Changing our education system the Finnish way

According to the Organization for Economic Co-operation and Development, Finnish students have the least amount of homework and outside work than any other student in the world. They only devote half an hour at night to their homework. And they don’t hire tutors.

Finnish pupils start school from 9am to 9.45am and usually finish between 2pm and 2.45pm. They have longer class periods and breaks. And their education system exists to not ram and cram information into the heads of their students.

Also, students usually only take a few classes a day. They have enough time to eat, play sports and just relax. And throughout the school day, they have several 15-20 minute periods for the kids to hang out and stretch.

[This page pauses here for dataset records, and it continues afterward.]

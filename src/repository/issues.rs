//! Issues repository for database operations

use chrono::{DateTime, Utc};
use sqlx::{PgConnection, Pool, Postgres};

use crate::{
    error::{AppError, AppResult},
    models::issue::{IssueDetails, IssueRow},
};

#[derive(Clone)]
pub struct IssuesRepository {
    pool: Pool<Postgres>,
}

impl IssuesRepository {
    pub fn new(pool: Pool<Postgres>) -> Self {
        Self { pool }
    }

    /// Record a new borrow event (transaction-scoped).
    ///
    /// A unique violation on the active-issue index means another request
    /// for the same (book, user) pair committed inside our window; that is
    /// reported as `AlreadyIssued`, and the caller's transaction rolls
    /// back.
    pub async fn create(
        &self,
        conn: &mut PgConnection,
        book_id: i32,
        user_id: i32,
        due_date: DateTime<Utc>,
    ) -> AppResult<i32> {
        let id = sqlx::query_scalar::<_, i32>(
            r#"
            INSERT INTO issues (book_id, user_id, due_date)
            VALUES ($1, $2, $3)
            RETURNING id
            "#,
        )
        .bind(book_id)
        .bind(user_id)
        .bind(due_date)
        .fetch_one(&mut *conn)
        .await
        .map_err(|e| {
            if let sqlx::Error::Database(db) = &e {
                if db.constraint() == Some("issues_active_uc") {
                    return AppError::AlreadyIssued;
                }
            }
            AppError::Database(e)
        })?;

        Ok(id)
    }

    /// Mark an issue returned if it is active and belongs to the user
    /// (transaction-scoped).
    ///
    /// Returns the book id on success, `None` when no matching active
    /// issue exists: unknown id, wrong owner, or already returned.
    pub async fn mark_returned(
        &self,
        conn: &mut PgConnection,
        issue_id: i32,
        user_id: i32,
    ) -> AppResult<Option<i32>> {
        let book_id = sqlx::query_scalar::<_, i32>(
            r#"
            UPDATE issues SET returned_at = NOW()
            WHERE id = $1 AND user_id = $2 AND returned_at IS NULL
            RETURNING book_id
            "#,
        )
        .bind(issue_id)
        .bind(user_id)
        .fetch_optional(&mut *conn)
        .await?;

        Ok(book_id)
    }

    /// Probe for an active issue of this book by this user
    /// (transaction-scoped).
    pub async fn active_exists(
        &self,
        conn: &mut PgConnection,
        book_id: i32,
        user_id: i32,
    ) -> AppResult<bool> {
        let exists: bool = sqlx::query_scalar(
            "SELECT EXISTS(SELECT 1 FROM issues \
             WHERE book_id = $1 AND user_id = $2 AND returned_at IS NULL)",
        )
        .bind(book_id)
        .bind(user_id)
        .fetch_one(&mut *conn)
        .await?;

        Ok(exists)
    }

    /// Active issues for a user, most recent first
    pub async fn active_by_user(&self, user_id: i32) -> AppResult<Vec<IssueDetails>> {
        let rows = sqlx::query_as::<_, IssueRow>(
            r#"
            SELECT i.id, i.book_id, i.user_id, i.issued_at, i.due_date, i.returned_at,
                   b.title as book_title, u.name as user_name
            FROM issues i
            JOIN books b ON b.id = i.book_id
            JOIN users u ON u.id = i.user_id
            WHERE i.user_id = $1 AND i.returned_at IS NULL
            ORDER BY i.issued_at DESC
            "#,
        )
        .bind(user_id)
        .fetch_all(&self.pool)
        .await?;

        Ok(Self::into_details(rows))
    }

    /// Active issues for a book
    pub async fn active_by_book(&self, book_id: i32) -> AppResult<Vec<IssueDetails>> {
        let rows = sqlx::query_as::<_, IssueRow>(
            r#"
            SELECT i.id, i.book_id, i.user_id, i.issued_at, i.due_date, i.returned_at,
                   b.title as book_title, u.name as user_name
            FROM issues i
            JOIN books b ON b.id = i.book_id
            JOIN users u ON u.id = i.user_id
            WHERE i.book_id = $1 AND i.returned_at IS NULL
            ORDER BY i.issued_at DESC
            "#,
        )
        .bind(book_id)
        .fetch_all(&self.pool)
        .await?;

        Ok(Self::into_details(rows))
    }

    /// Full issue history, most recent first
    pub async fn all(&self) -> AppResult<Vec<IssueDetails>> {
        let rows = sqlx::query_as::<_, IssueRow>(
            r#"
            SELECT i.id, i.book_id, i.user_id, i.issued_at, i.due_date, i.returned_at,
                   b.title as book_title, u.name as user_name
            FROM issues i
            JOIN books b ON b.id = i.book_id
            JOIN users u ON u.id = i.user_id
            ORDER BY i.issued_at DESC
            "#,
        )
        .fetch_all(&self.pool)
        .await?;

        Ok(Self::into_details(rows))
    }

    fn into_details(rows: Vec<IssueRow>) -> Vec<IssueDetails> {
        let now = Utc::now();
        rows.into_iter()
            .map(|row| IssueDetails::from_row(row, now))
            .collect()
    }
}
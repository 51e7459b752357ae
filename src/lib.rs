//! Biblion Book Lending System
//!
//! A Rust server for a lending library: members borrow and return books
//! from a finite inventory over a REST JSON API, librarians manage the
//! catalog, administrators manage roles.

use std::sync::Arc;

pub mod api;
pub mod config;
pub mod error;
pub mod models;
pub mod repository;
pub mod services;

pub use config::AppConfig;
pub use error::{AppError, AppResult};

/// Application state shared across all handlers
#[derive(Clone)]
pub struct AppState {
    pub config: Arc<AppConfig>,
    pub services: Arc<services::Services>,
}
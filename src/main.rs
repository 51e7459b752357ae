//! Biblion Server - Book Lending System
//!
//! REST API server for a lending library.

use axum::{
    routing::{delete, get, post, put},
    Router,
};
use sqlx::postgres::PgPoolOptions;
use std::net::SocketAddr;
use std::sync::Arc;
use tower_http::{
    cors::{Any, CorsLayer},
    trace::TraceLayer,
};
use tracing_subscriber::{layer::SubscriberExt, util::SubscriberInitExt};

use biblion_server::{api, config::AppConfig, repository::Repository, services::Services, AppState};

#[tokio::main]
async fn main() -> anyhow::Result<()> {
    // Load environment variables from .env file
    dotenvy::dotenv().ok();

    // Load configuration
    let config = AppConfig::load().expect("Failed to load configuration");

    // Initialize tracing
    let filter = tracing_subscriber::EnvFilter::try_from_default_env()
        .unwrap_or_else(|_| format!("biblion_server={},tower_http=debug", config.logging.level).into());

    tracing_subscriber::registry()
        .with(filter)
        .with(tracing_subscriber::fmt::layer())
        .init();

    tracing::info!("Starting Biblion Server v{}", env!("CARGO_PKG_VERSION"));

    // Create database connection pool
    let pool = PgPoolOptions::new()
        .max_connections(config.database.max_connections)
        .min_connections(config.database.min_connections)
        .connect(&config.database.url)
        .await
        .expect("Failed to connect to database");

    tracing::info!("Connected to database");

    // Run migrations
    sqlx::migrate!("./migrations")
        .run(&pool)
        .await
        .expect("Failed to run database migrations");

    tracing::info!("Database migrations completed");

    // Save server address before moving config
    let server_host = config.server.host.clone();
    let server_port = config.server.port;

    // Create repository and services
    let repository = Repository::new(pool);
    let services = Services::new(repository, config.auth.clone());

    // Ensure the bootstrap administrator exists
    services
        .users
        .ensure_admin(&config.admin)
        .await
        .expect("Failed to create bootstrap administrator");

    // Create application state
    let state = AppState {
        config: Arc::new(config),
        services: Arc::new(services),
    };

    // Build router
    let app = create_router(state);

    // Start server
    let addr = SocketAddr::new(
        server_host.parse().expect("Invalid host address"),
        server_port,
    );

    tracing::info!("Server listening on http://{}", addr);

    let listener = tokio::net::TcpListener::bind(addr).await?;
    axum::serve(listener, app).await?;

    Ok(())
}

/// Create the application router with all routes
fn create_router(state: AppState) -> Router {
    // CORS configuration
    let cors = CorsLayer::new()
        .allow_origin(Any)
        .allow_methods(Any)
        .allow_headers(Any);

    // API v1 routes
    let api_v1 = Router::new()
        // Health check
        .route("/health", get(api::health::health_check))
        .route("/ready", get(api::health::readiness_check))
        // Authentication
        .route("/auth/signup", post(api::auth::signup))
        .route("/auth/login", post(api::auth::login))
        .route("/auth/logout", post(api::auth::logout))
        .route("/auth/me", get(api::auth::me))
        .route("/auth/password", put(api::auth::change_password))
        // Catalog
        .route("/books", get(api::books::list_books))
        .route("/books", post(api::books::create_book))
        .route("/books/:id", get(api::books::get_book))
        .route("/books/:id", delete(api::books::delete_book))
        // Borrowing
        .route("/books/:id/issue", post(api::books::issue_book))
        .route("/issues/:id/return", post(api::issues::return_book))
        .route("/my-books", get(api::issues::my_books))
        // Issue history
        .route("/issues", get(api::issues::list_issues))
        .route("/books/:id/issues", get(api::issues::book_issues))
        // Administration
        .route("/admin/users", get(api::users::list_users))
        .route("/admin/users/:id/promote", post(api::users::promote_user))
        .with_state(state.clone());

    // OpenAPI documentation
    let openapi = api::openapi::create_openapi_router();

    Router::new()
        .nest("/api/v1", api_v1)
        .merge(openapi)
        .layer(TraceLayer::new_for_http())
        .layer(cors)
}
//! User model, roles and access tiers

use chrono::{DateTime, Utc};
use serde::{Deserialize, Serialize};
use sqlx::{Decode, Encode, FromRow, Postgres};
use utoipa::ToSchema;
use validator::Validate;

use crate::error::AppError;

/// User role, ordered by privilege: admin capabilities include librarian
/// capabilities, which include member capabilities.
#[derive(Debug, Clone, Copy, PartialEq, Eq, PartialOrd, Ord, Serialize, Deserialize, ToSchema)]
#[serde(rename_all = "lowercase")]
pub enum Role {
    Member,
    Librarian,
    Admin,
}

impl Role {
    pub fn as_str(&self) -> &'static str {
        match self {
            Role::Member => "member",
            Role::Librarian => "librarian",
            Role::Admin => "admin",
        }
    }

    /// Whether a caller holding this role may perform operations gated at
    /// `tier`. Every role belongs to an authenticated, existing user, so
    /// the two lower tiers are always satisfied.
    pub fn satisfies(&self, tier: Tier) -> bool {
        match tier {
            Tier::Anonymous | Tier::Authenticated => true,
            Tier::Librarian => *self >= Role::Librarian,
            Tier::Admin => *self >= Role::Admin,
        }
    }
}

impl std::fmt::Display for Role {
    fn fmt(&self, f: &mut std::fmt::Formatter<'_>) -> std::fmt::Result {
        write!(f, "{}", self.as_str())
    }
}

impl std::str::FromStr for Role {
    type Err = String;

    fn from_str(s: &str) -> Result<Self, Self::Err> {
        match s.to_lowercase().as_str() {
            "member" => Ok(Role::Member),
            "librarian" => Ok(Role::Librarian),
            "admin" => Ok(Role::Admin),
            _ => Err(format!("Invalid role: {}", s)),
        }
    }
}

// SQLx conversion for Role (stored as text)
impl sqlx::Type<Postgres> for Role {
    fn type_info() -> sqlx::postgres::PgTypeInfo {
        <String as sqlx::Type<Postgres>>::type_info()
    }
}

impl<'r> Decode<'r, Postgres> for Role {
    fn decode(value: sqlx::postgres::PgValueRef<'r>) -> Result<Self, sqlx::error::BoxDynError> {
        let s: String = Decode::<Postgres>::decode(value)?;
        s.parse().map_err(|e: String| e.into())
    }
}

impl Encode<'_, Postgres> for Role {
    fn encode_by_ref(&self, buf: &mut sqlx::postgres::PgArgumentBuffer) -> sqlx::encode::IsNull {
        let s: String = self.as_str().to_string();
        <String as Encode<Postgres>>::encode(s, buf)
    }
}

/// Capability tier gating an operation
#[derive(Debug, Clone, Copy, PartialEq, Eq, PartialOrd, Ord)]
pub enum Tier {
    Anonymous,
    Authenticated,
    Librarian,
    Admin,
}

impl Tier {
    fn privilege_name(&self) -> &'static str {
        match self {
            Tier::Anonymous => "no",
            Tier::Authenticated => "Member",
            Tier::Librarian => "Librarian",
            Tier::Admin => "Administrator",
        }
    }
}

/// Resolved caller identity, threaded explicitly through every service
/// operation that needs authorization.
#[derive(Debug, Clone, Copy)]
pub struct Caller {
    pub user_id: i32,
    pub role: Role,
}

impl Caller {
    /// Pure authorization predicate over the tier ladder.
    pub fn authorize(&self, tier: Tier) -> Result<(), AppError> {
        if self.role.satisfies(tier) {
            Ok(())
        } else {
            Err(AppError::Forbidden(format!(
                "{} privileges required",
                tier.privilege_name()
            )))
        }
    }

    pub fn require_librarian(&self) -> Result<(), AppError> {
        self.authorize(Tier::Librarian)
    }

    pub fn require_admin(&self) -> Result<(), AppError> {
        self.authorize(Tier::Admin)
    }
}

/// Full user model from database
#[derive(Debug, Clone, Serialize, FromRow, ToSchema)]
pub struct User {
    pub id: i32,
    pub name: String,
    pub email: String,
    /// Hashed password (argon2)
    #[serde(skip_serializing)]
    pub password_hash: String,
    pub role: Role,
    pub created_at: DateTime<Utc>,
}

/// Signup request
#[derive(Debug, Deserialize, Validate, ToSchema)]
pub struct Signup {
    #[validate(length(min = 1, message = "Name cannot be blank"))]
    pub name: String,
    #[validate(email(message = "Invalid email address"))]
    pub email: String,
    #[validate(length(min = 8, message = "Password must be at least 8 characters"))]
    pub password: String,
}

/// Login request
#[derive(Debug, Deserialize, Validate, ToSchema)]
pub struct Login {
    #[validate(email(message = "Invalid email address"))]
    pub email: String,
    #[validate(length(min = 1, message = "Password cannot be blank"))]
    pub password: String,
}

/// Change own password request
#[derive(Debug, Deserialize, Validate, ToSchema)]
pub struct ChangePassword {
    pub current_password: String,
    #[validate(length(min = 8, message = "Password must be at least 8 characters"))]
    pub new_password: String,
}

/// JWT claims carried by the bearer token.
///
/// The token binds identity only. The current role is re-read from storage
/// by the access gate on every tier-gated request, so promotions apply
/// immediately and a token never outlives its account.
#[derive(Debug, Clone, Serialize, Deserialize)]
pub struct Claims {
    pub sub: String,
    pub user_id: i32,
    pub exp: i64,
    pub iat: i64,
}

impl Claims {
    /// Create a new JWT token
    pub fn create_token(&self, secret: &str) -> Result<String, jsonwebtoken::errors::Error> {
        use jsonwebtoken::{encode, EncodingKey, Header};
        encode(
            &Header::default(),
            self,
            &EncodingKey::from_secret(secret.as_bytes()),
        )
    }

    /// Parse and validate a JWT token
    pub fn from_token(token: &str, secret: &str) -> Result<Self, jsonwebtoken::errors::Error> {
        use jsonwebtoken::{decode, DecodingKey, Validation};
        let token_data = decode::<Self>(
            token,
            &DecodingKey::from_secret(secret.as_bytes()),
            &Validation::default(),
        )?;
        Ok(token_data.claims)
    }
}

#[cfg(test)]
mod tests {
    use super::*;

    #[test]
    fn roles_are_ordered_by_privilege() {
        assert!(Role::Member < Role::Librarian);
        assert!(Role::Librarian < Role::Admin);
    }

    #[test]
    fn tier_ladder_widens_strictly() {
        // member: only the two lower tiers
        assert!(Role::Member.satisfies(Tier::Anonymous));
        assert!(Role::Member.satisfies(Tier::Authenticated));
        assert!(!Role::Member.satisfies(Tier::Librarian));
        assert!(!Role::Member.satisfies(Tier::Admin));

        // librarian: everything but admin
        assert!(Role::Librarian.satisfies(Tier::Authenticated));
        assert!(Role::Librarian.satisfies(Tier::Librarian));
        assert!(!Role::Librarian.satisfies(Tier::Admin));

        // admin: everything
        assert!(Role::Admin.satisfies(Tier::Librarian));
        assert!(Role::Admin.satisfies(Tier::Admin));
    }

    #[test]
    fn authorize_rejects_below_tier() {
        let member = Caller {
            user_id: 1,
            role: Role::Member,
        };
        assert!(member.authorize(Tier::Authenticated).is_ok());
        assert!(matches!(
            member.require_librarian(),
            Err(AppError::Forbidden(_))
        ));
        assert!(matches!(member.require_admin(), Err(AppError::Forbidden(_))));

        let admin = Caller {
            user_id: 2,
            role: Role::Admin,
        };
        assert!(admin.require_librarian().is_ok());
        assert!(admin.require_admin().is_ok());
    }

    #[test]
    fn role_round_trips_through_text() {
        for role in [Role::Member, Role::Librarian, Role::Admin] {
            assert_eq!(role.as_str().parse::<Role>().unwrap(), role);
        }
        assert!("superuser".parse::<Role>().is_err());
    }

    #[test]
    fn claims_round_trip_through_token() {
        let claims = Claims {
            sub: "reader@example.com".to_string(),
            user_id: 7,
            exp: chrono::Utc::now().timestamp() + 3600,
            iat: chrono::Utc::now().timestamp(),
        };
        let token = claims.create_token("test-secret").unwrap();
        let decoded = Claims::from_token(&token, "test-secret").unwrap();
        assert_eq!(decoded.user_id, 7);
        assert_eq!(decoded.sub, "reader@example.com");

        assert!(Claims::from_token(&token, "other-secret").is_err());
    }
}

Despite fewer classes and more breaks, Finnish education is one of the best in the world.

What is Finland doing that we can copy?

Some ideas that we can adopt from the Finnish way are:

Eliminate standardized tests. Finnish students take only one test called the National Matriculation Exam, which is a voluntary test at the end of upper secondary school equivalent to American high school. Finnish children do not have regular weekly, monthly or yearly exams of True or False, choosing A, B, C or D, fill in the exam type blank.

All primary and secondary students in Finland are graded by their teacher on an individualized basis and according to a grading system established by their teacher, not by the school department. The overall monitoring of the child’s progress is carried out by the Ministry of Education.

A master’s degree certificate is required before teachers are hired.

In Finland, to be a teacher, they have to go through rigorous study and training like that of medical students. The average monthly salary of a teacher is 3,570 euros, or 205,917 P to 1 euro: 57.58 P.

The Finnish educational system is based on cooperation and not on competition like that of the United States, the Philippines and many other countries. Finland does not have a list of top performing students, teachers or students. Unlike the Philippines where schools and colleges are ranked as sports competing for the top 10.

Reduce the number of subjects to just English, math and basic science in the first six years to improve reading, writing and communication skills. Make English the language of teaching and learning. Teachers and students should only speak in English, even during breaks or recess.

There are only nine years of compulsory school that Finnish children are required to attend. After the ninth year, education is optional; either they go to vocational or professional school.

In the Philippines, many children graduate from kindergarten to grade 12 and then go on to college and graduate. However, many of them end up employed as grocery store cashiers, department store sales clerks, and other low-paying jobs that don’t require a college degree.

If the Finnish education system is one of the best in the world, how does the Philippines rank?

Among 4th graders, the Philippines ranked last among 58 participating countries in an international science and math assessment. The Philippines scored 297 in math and 249 in science, which is “significantly lower” than any other participating country. This was reported by the 2019 Trends in International Mathematics and Science Study.

The Philippines had the lowest score in reading comprehension among 79 participating countries reported by the Program for International Student Assessment.